*YOUR OBJECTIVE*: Report each line from the entries in which "first" can be found.

*** GIVEN RECORDS ***

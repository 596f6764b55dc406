//! Default (derived) trap behavior through a minimal custom handler
//!
//! StoreHandler implements only the fundamental traps over a side-table
//! object and leans on every default body for the derived traps.

use std::cell::RefCell;
use std::rc::Rc;

use super::common::{data, define, get, set};
use trapcore::descriptor::{PropertyAttrs, PropertyDescriptor};
use trapcore::object::{self, IterFlags};
use trapcore::proxy::{self, Proxy, new_proxy_object};
use trapcore::value::{new_function, new_object};
use trapcore::{Context, HandlerFamily, JsError, JsObjectRef, JsValue, PropertyKey, ProxyHandler};

struct StoreHandler;

impl StoreHandler {
    fn store(proxy: &JsObjectRef) -> Result<JsObjectRef, JsError> {
        proxy::proxy_target(proxy)
    }
}

impl ProxyHandler for StoreHandler {
    fn family(&self) -> HandlerFamily {
        HandlerFamily::Custom(0x5702e)
    }

    fn get_property_descriptor(
        &self,
        cx: &mut Context,
        proxy: &JsObjectRef,
        key: &PropertyKey,
    ) -> Result<Option<PropertyDescriptor>, JsError> {
        let store = Self::store(proxy)?;
        Ok(object::lookup_property(cx, &store, key)?.map(|(desc, _)| desc))
    }

    fn get_own_property_descriptor(
        &self,
        cx: &mut Context,
        proxy: &JsObjectRef,
        key: &PropertyKey,
    ) -> Result<Option<PropertyDescriptor>, JsError> {
        let store = Self::store(proxy)?;
        object::get_own_descriptor(cx, &store, key)
    }

    fn define_property(
        &self,
        cx: &mut Context,
        proxy: &JsObjectRef,
        key: &PropertyKey,
        desc: &PropertyDescriptor,
    ) -> Result<bool, JsError> {
        let store = Self::store(proxy)?;
        object::define_property(cx, &store, key, desc)
    }

    fn get_own_property_names(
        &self,
        cx: &mut Context,
        proxy: &JsObjectRef,
    ) -> Result<Vec<PropertyKey>, JsError> {
        let store = Self::store(proxy)?;
        object::own_property_names(cx, &store, IterFlags::OWN_HIDDEN)
    }

    fn delete(
        &self,
        cx: &mut Context,
        proxy: &JsObjectRef,
        key: &PropertyKey,
    ) -> Result<bool, JsError> {
        let store = Self::store(proxy)?;
        object::delete_property(cx, &store, key)
    }

    fn enumerate(
        &self,
        cx: &mut Context,
        proxy: &JsObjectRef,
    ) -> Result<Vec<PropertyKey>, JsError> {
        let store = Self::store(proxy)?;
        object::property_names(cx, &store, IterFlags::ENUMERATE)
    }
}

fn store_proxy(store: &JsObjectRef) -> JsObjectRef {
    new_proxy_object(
        Rc::new(StoreHandler),
        JsValue::Object(store.clone()),
        None,
        None,
        None,
    )
}

#[test]
fn test_default_has_uses_descriptor_lookup() {
    let mut cx = Context::new();
    let store = new_object();
    define(&store, "x", data(1.0));
    let proxy = store_proxy(&store);

    assert!(Proxy::has(&mut cx, &proxy, &PropertyKey::from("x")).unwrap());
    assert!(!Proxy::has(&mut cx, &proxy, &PropertyKey::from("y")).unwrap());
}

#[test]
fn test_default_get_returns_plain_slots_and_absent_as_undefined() {
    let mut cx = Context::new();
    let store = new_object();
    define(&store, "x", data("present"));
    let proxy = store_proxy(&store);

    assert_eq!(get(&mut cx, &proxy, "x").unwrap(), JsValue::from("present"));
    assert_eq!(get(&mut cx, &proxy, "missing").unwrap(), JsValue::Undefined);
}

#[test]
fn test_default_get_treats_shared_slots_as_undefined() {
    let mut cx = Context::new();
    let store = new_object();
    let mut desc = PropertyDescriptor::data(JsValue::Number(9.0));
    desc.attrs = PropertyAttrs {
        enumerable: true,
        configurable: true,
        writable: true,
        shared: true,
        ..Default::default()
    };
    define(&store, "slotless", desc);
    let proxy = store_proxy(&store);

    assert_eq!(get(&mut cx, &proxy, "slotless").unwrap(), JsValue::Undefined);
}

#[test]
fn test_default_get_invokes_getter_bound_to_receiver() {
    let mut cx = Context::new();
    let store = new_object();
    let observed = Rc::new(RefCell::new(JsValue::Undefined));
    let sink = observed.clone();
    let getter = new_function("probe", 0, move |_cx, this, _args| {
        *sink.borrow_mut() = this;
        Ok(JsValue::from("from getter"))
    });
    define(
        &store,
        "probe",
        PropertyDescriptor::accessor(Some(getter), None),
    );
    let proxy = store_proxy(&store);

    let result = get(&mut cx, &proxy, "probe").unwrap();
    assert_eq!(result, JsValue::from("from getter"));
    // the receiver was the proxy itself, not the side table
    assert!(
        observed
            .borrow()
            .strict_equals(&JsValue::Object(proxy.clone()))
    );
}

#[test]
fn test_default_set_creates_own_property_on_receiver() {
    let mut cx = Context::new();
    let store = new_object();
    let proxy = store_proxy(&store);

    assert!(set(&mut cx, &proxy, "fresh", 5.0).unwrap());
    // the default routed the definition back through the proxy's
    // define_property trap into the store
    assert!(store.borrow().has_own_property(&PropertyKey::from("fresh")));
    assert_eq!(get(&mut cx, &proxy, "fresh").unwrap(), JsValue::Number(5.0));
}

#[test]
fn test_default_set_read_only_fails_loud_only_in_strict() {
    let mut cx = Context::new();
    let store = new_object();
    define(
        &store,
        "ro",
        PropertyDescriptor::data_with(JsValue::Number(1.0), false, true, true),
    );
    let proxy = store_proxy(&store);
    let receiver = JsValue::Object(proxy.clone());

    assert!(
        !object::set_property(
            &mut cx,
            &proxy,
            &receiver,
            &PropertyKey::from("ro"),
            false,
            JsValue::Number(2.0),
        )
        .unwrap()
    );
    let err = object::set_property(
        &mut cx,
        &proxy,
        &receiver,
        &PropertyKey::from("ro"),
        true,
        JsValue::Number(2.0),
    )
    .unwrap_err();
    assert!(matches!(err, JsError::TypeError { .. }));
    assert_eq!(get(&mut cx, &proxy, "ro").unwrap(), JsValue::Number(1.0));
}

#[test]
fn test_default_set_invokes_setter() {
    let mut cx = Context::new();
    let store = new_object();
    let written = Rc::new(RefCell::new(JsValue::Undefined));
    let sink = written.clone();
    let setter = new_function("watch", 1, move |_cx, _this, args| {
        *sink.borrow_mut() = args.first().cloned().unwrap_or(JsValue::Undefined);
        Ok(JsValue::Undefined)
    });
    define(
        &store,
        "watched",
        PropertyDescriptor::accessor(None, Some(setter)),
    );
    let proxy = store_proxy(&store);

    assert!(set(&mut cx, &proxy, "watched", "observed").unwrap());
    assert_eq!(*written.borrow(), JsValue::from("observed"));
}

#[test]
fn test_default_keys_filters_enumerability() {
    let mut cx = Context::new();
    let store = new_object();
    define(&store, "visible", data(1.0));
    define(
        &store,
        "hidden",
        PropertyDescriptor::data_with(JsValue::Number(2.0), true, false, true),
    );
    let proxy = store_proxy(&store);

    let keys = Proxy::keys(&mut cx, &proxy).unwrap();
    assert_eq!(keys, vec![PropertyKey::from("visible")]);
}

#[test]
fn test_default_iterate_snapshots() {
    let mut cx = Context::new();
    let store = new_object();
    define(&store, "a", data(1.0));
    define(&store, "b", data(2.0));
    let proxy = store_proxy(&store);

    let keys: Vec<_> = Proxy::iterate(&mut cx, &proxy, IterFlags::OWN)
        .unwrap()
        .collect();
    assert_eq!(keys, vec![PropertyKey::from("a"), PropertyKey::from("b")]);
}

#[test]
fn test_default_call_uses_call_delegate() {
    let mut cx = Context::new();
    let store = new_object();
    let delegate = new_function("impl", 0, |_cx, _this, args| {
        Ok(args.first().cloned().unwrap_or(JsValue::Undefined))
    });
    let proxy = new_proxy_object(
        Rc::new(StoreHandler),
        JsValue::Object(store),
        None,
        Some(delegate),
        None,
    );

    let result = Proxy::call(
        &mut cx,
        &proxy,
        JsValue::Undefined,
        &[JsValue::from("echoed")],
    )
    .unwrap();
    assert_eq!(result, JsValue::from("echoed"));

    // construct falls back to the call delegate when none is given
    let constructed =
        Proxy::construct(&mut cx, &proxy, &[JsValue::from("built")]).unwrap();
    assert_eq!(constructed, JsValue::from("built"));
}

#[test]
fn test_default_weakmap_key_delegate_is_none() {
    let store = new_object();
    let proxy = store_proxy(&store);
    assert!(Proxy::weakmap_key_delegate(&proxy).is_none());
}

#[test]
fn test_default_has_instance_is_a_type_error() {
    let mut cx = Context::new();
    let store = new_object();
    let proxy = store_proxy(&store);
    let err = Proxy::has_instance(&mut cx, &proxy, &JsValue::Object(new_object())).unwrap_err();
    assert!(matches!(err, JsError::TypeError { .. }));
}

#[test]
fn test_default_obj_to_string_reflects_callability() {
    let mut cx = Context::new();
    let store = new_object();
    let proxy = store_proxy(&store);
    assert_eq!(
        Proxy::obj_to_string(&mut cx, &proxy).unwrap().as_str(),
        "[object Object]"
    );

    let delegate = new_function("f", 0, |_cx, _this, _args| Ok(JsValue::Undefined));
    let callable = new_proxy_object(
        Rc::new(StoreHandler),
        JsValue::Object(new_object()),
        None,
        Some(delegate),
        None,
    );
    assert_eq!(
        Proxy::obj_to_string(&mut cx, &callable).unwrap().as_str(),
        "[object Function]"
    );
}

*** End of GIVEN RECORDS ***

*EXPECTED OUTPUT*:
        *sink.borrow_mut() = args.first().cloned().unwrap_or(JsValue::Undefined);
        Ok(args.first().cloned().unwrap_or(JsValue::Undefined))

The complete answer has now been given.